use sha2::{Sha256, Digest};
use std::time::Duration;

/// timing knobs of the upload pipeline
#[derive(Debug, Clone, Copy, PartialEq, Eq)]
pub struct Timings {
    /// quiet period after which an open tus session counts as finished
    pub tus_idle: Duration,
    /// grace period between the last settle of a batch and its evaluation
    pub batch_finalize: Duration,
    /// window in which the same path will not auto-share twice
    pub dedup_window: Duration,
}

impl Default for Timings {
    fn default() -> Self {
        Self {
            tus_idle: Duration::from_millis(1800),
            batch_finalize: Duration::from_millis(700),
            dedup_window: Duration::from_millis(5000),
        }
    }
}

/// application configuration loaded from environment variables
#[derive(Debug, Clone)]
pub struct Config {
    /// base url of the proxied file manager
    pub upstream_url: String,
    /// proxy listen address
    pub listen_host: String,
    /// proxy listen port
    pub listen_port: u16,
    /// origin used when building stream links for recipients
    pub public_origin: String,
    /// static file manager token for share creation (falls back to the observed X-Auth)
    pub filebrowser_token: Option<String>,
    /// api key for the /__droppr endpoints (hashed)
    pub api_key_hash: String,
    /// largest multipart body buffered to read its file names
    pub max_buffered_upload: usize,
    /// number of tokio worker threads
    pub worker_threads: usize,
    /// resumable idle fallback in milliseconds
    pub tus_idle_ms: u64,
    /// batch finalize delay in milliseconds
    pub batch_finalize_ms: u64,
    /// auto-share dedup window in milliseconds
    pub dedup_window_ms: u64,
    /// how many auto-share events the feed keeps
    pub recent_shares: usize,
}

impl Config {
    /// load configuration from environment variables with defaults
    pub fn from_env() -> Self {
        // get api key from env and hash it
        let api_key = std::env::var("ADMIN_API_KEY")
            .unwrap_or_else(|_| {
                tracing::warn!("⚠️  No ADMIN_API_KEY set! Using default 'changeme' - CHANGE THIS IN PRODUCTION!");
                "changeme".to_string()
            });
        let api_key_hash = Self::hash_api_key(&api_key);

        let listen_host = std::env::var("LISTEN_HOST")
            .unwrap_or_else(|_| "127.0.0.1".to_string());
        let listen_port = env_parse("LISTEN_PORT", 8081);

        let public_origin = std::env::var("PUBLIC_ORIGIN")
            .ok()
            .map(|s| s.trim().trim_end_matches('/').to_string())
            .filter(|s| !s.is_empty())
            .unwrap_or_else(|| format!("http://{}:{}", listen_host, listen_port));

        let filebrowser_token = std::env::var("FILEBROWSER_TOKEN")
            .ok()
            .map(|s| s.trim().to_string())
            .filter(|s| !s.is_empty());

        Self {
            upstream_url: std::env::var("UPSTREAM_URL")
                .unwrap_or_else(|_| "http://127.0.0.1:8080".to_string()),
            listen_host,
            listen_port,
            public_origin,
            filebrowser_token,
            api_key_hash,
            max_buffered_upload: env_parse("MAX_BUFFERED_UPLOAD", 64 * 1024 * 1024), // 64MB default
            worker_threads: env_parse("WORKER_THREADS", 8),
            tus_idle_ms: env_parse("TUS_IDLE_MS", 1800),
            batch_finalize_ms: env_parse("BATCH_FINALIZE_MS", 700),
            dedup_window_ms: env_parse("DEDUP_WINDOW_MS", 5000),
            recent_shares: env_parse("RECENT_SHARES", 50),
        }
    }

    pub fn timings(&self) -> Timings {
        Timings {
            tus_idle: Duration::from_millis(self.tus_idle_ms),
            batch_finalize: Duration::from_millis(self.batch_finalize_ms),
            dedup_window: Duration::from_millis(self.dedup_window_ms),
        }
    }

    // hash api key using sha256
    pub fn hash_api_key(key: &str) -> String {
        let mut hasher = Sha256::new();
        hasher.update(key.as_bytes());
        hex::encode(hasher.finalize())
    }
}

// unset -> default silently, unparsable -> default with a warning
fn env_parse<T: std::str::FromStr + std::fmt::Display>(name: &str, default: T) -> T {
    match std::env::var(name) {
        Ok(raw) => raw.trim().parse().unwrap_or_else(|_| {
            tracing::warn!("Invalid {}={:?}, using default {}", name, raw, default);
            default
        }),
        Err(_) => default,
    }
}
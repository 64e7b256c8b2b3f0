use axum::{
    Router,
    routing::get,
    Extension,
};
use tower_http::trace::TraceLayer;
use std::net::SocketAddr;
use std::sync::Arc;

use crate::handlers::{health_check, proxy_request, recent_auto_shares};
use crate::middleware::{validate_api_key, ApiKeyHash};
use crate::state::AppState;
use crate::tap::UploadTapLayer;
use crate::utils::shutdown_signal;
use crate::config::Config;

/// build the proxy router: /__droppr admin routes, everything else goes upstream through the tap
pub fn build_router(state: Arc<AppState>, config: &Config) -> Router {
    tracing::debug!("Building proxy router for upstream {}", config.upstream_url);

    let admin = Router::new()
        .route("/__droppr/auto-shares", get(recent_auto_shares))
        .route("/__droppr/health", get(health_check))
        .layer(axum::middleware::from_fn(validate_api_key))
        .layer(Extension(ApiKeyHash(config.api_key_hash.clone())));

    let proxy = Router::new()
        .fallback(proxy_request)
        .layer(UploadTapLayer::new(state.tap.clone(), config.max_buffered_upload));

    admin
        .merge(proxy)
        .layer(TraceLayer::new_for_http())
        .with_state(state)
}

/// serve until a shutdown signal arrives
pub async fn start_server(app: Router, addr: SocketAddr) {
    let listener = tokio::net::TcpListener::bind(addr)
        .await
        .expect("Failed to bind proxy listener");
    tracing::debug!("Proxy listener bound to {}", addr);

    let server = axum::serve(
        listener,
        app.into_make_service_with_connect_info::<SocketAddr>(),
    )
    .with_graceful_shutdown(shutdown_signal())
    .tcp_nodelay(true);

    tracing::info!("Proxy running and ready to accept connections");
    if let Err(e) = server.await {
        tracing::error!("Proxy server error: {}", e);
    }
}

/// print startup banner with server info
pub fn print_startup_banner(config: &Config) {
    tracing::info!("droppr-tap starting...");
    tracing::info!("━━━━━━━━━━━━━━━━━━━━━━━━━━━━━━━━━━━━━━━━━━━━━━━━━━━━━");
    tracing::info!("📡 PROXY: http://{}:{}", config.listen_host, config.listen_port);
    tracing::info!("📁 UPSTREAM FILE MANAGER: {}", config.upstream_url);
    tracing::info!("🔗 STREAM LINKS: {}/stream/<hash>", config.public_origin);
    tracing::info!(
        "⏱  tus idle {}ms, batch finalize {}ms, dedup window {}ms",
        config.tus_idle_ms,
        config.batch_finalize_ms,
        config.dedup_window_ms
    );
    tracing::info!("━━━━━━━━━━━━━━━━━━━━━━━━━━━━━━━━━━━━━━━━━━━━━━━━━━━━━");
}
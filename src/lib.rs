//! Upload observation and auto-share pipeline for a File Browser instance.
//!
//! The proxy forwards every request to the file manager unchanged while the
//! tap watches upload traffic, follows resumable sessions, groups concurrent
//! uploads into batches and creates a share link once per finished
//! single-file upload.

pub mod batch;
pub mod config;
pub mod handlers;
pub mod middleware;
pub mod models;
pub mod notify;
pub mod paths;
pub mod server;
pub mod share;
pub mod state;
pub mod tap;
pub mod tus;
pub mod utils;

════

__Goal of the exercise__: In these records, tally the lines that contain the string "environment", and give only the result.

__Task answer__: 2